Try it:
Scan the records beneath this line for the line holding "- terminal client" and the line holding "let (host, port)", then transcribe exactly those two and all lines between.
** Data to process follows **
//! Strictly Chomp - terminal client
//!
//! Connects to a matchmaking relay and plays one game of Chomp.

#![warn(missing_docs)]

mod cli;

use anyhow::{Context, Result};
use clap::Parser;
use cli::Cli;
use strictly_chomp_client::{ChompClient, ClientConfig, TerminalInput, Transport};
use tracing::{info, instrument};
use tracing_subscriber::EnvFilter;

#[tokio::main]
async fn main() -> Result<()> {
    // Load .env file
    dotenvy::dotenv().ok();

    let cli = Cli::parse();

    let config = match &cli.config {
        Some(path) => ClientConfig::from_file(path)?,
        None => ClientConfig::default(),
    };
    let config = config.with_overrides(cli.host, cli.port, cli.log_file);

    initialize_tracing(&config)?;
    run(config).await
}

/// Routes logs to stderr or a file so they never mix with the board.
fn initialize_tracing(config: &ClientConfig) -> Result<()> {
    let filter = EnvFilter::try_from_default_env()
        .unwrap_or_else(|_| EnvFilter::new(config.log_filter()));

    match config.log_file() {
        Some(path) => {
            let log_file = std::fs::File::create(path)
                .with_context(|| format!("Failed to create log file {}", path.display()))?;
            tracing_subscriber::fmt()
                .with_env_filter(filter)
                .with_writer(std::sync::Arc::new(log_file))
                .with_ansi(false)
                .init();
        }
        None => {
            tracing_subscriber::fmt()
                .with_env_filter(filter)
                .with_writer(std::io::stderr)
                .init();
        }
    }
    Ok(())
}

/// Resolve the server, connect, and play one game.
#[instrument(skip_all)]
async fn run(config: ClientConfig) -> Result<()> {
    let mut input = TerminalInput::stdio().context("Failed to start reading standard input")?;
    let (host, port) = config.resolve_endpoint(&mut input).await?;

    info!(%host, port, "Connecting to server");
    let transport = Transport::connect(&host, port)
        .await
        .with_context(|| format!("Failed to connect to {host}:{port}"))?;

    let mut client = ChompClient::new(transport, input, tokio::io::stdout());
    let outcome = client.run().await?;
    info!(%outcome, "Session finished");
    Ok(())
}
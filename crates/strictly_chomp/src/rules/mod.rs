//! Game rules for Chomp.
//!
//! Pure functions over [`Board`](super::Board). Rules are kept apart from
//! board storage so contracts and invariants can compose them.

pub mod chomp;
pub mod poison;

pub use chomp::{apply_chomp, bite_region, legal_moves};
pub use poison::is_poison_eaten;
** End of Data to process **
** Data to process follows **
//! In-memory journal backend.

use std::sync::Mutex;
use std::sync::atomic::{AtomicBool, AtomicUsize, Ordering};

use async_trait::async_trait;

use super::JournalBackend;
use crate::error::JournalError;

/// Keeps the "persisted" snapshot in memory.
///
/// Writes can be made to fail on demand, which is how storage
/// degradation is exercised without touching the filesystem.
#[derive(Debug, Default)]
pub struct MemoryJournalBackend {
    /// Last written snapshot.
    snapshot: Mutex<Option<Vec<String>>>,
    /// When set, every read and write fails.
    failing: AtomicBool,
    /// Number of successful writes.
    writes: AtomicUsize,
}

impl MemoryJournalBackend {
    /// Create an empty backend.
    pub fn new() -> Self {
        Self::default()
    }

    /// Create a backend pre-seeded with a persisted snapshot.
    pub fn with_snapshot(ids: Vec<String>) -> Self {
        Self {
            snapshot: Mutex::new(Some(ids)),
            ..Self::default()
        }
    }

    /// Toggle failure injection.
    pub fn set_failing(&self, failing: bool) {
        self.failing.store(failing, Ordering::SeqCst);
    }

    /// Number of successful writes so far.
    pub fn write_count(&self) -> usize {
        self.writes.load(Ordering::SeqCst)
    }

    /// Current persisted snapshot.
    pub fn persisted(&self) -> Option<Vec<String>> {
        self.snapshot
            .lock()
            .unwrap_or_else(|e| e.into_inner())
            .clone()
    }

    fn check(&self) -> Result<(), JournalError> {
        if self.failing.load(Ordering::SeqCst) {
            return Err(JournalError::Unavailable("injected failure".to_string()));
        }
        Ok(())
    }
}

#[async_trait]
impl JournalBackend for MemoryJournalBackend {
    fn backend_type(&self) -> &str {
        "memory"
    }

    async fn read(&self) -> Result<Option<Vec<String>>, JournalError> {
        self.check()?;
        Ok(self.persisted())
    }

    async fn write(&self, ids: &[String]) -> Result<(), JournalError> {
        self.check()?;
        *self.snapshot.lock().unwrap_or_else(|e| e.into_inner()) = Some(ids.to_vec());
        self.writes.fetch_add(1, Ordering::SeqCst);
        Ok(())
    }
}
** End of Data to process **
** Data to process follows **
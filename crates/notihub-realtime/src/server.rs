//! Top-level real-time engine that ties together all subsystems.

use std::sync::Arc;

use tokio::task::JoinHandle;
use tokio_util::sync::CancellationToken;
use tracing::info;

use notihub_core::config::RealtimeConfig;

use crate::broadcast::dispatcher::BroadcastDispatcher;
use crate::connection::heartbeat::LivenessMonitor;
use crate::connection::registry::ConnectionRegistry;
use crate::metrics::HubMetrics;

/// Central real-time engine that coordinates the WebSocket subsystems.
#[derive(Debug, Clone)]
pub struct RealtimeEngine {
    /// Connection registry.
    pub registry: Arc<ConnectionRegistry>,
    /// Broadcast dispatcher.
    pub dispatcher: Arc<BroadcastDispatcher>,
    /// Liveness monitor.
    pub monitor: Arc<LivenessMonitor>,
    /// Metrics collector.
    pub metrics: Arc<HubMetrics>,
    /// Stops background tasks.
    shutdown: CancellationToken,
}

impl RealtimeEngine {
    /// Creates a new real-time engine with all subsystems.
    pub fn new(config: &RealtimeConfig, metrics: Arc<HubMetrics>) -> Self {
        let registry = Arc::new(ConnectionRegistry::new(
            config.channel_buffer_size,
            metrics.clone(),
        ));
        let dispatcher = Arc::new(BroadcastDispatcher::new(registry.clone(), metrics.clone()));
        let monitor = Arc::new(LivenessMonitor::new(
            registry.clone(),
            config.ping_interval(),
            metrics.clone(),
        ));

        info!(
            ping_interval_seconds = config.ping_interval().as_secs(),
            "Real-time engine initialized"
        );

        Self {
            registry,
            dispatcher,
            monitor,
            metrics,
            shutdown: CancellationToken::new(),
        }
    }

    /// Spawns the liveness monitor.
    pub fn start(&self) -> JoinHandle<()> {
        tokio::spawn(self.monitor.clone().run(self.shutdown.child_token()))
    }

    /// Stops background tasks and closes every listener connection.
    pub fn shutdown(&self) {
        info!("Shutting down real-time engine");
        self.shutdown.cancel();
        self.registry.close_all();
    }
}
** End of Data to process **
Final answer:
//! Strictly Chomp - terminal client
//!
//! Connects to a matchmaking relay and plays one game of Chomp.

#![warn(missing_docs)]

mod cli;

use anyhow::{Context, Result};
use clap::Parser;
use cli::Cli;
use strictly_chomp_client::{ChompClient, ClientConfig, TerminalInput, Transport};
use tracing::{info, instrument};
use tracing_subscriber::EnvFilter;

#[tokio::main]
async fn main() -> Result<()> {
    // Load .env file
    dotenvy::dotenv().ok();

    let cli = Cli::parse();

    let config = match &cli.config {
        Some(path) => ClientConfig::from_file(path)?,
        None => ClientConfig::default(),
    };
    let config = config.with_overrides(cli.host, cli.port, cli.log_file);

    initialize_tracing(&config)?;
    run(config).await
}

/// Routes logs to stderr or a file so they never mix with the board.
fn initialize_tracing(config: &ClientConfig) -> Result<()> {
    let filter = EnvFilter::try_from_default_env()
        .unwrap_or_else(|_| EnvFilter::new(config.log_filter()));

    match config.log_file() {
        Some(path) => {
            let log_file = std::fs::File::create(path)
                .with_context(|| format!("Failed to create log file {}", path.display()))?;
            tracing_subscriber::fmt()
                .with_env_filter(filter)
                .with_writer(std::sync::Arc::new(log_file))
                .with_ansi(false)
                .init();
        }
        None => {
            tracing_subscriber::fmt()
                .with_env_filter(filter)
                .with_writer(std::io::stderr)
                .init();
        }
    }
    Ok(())
}

/// Resolve the server, connect, and play one game.
#[instrument(skip_all)]
async fn run(config: ClientConfig) -> Result<()> {
    let mut input = TerminalInput::stdio().context("Failed to start reading standard input")?;
    let (host, port) = config.resolve_endpoint(&mut input).await?;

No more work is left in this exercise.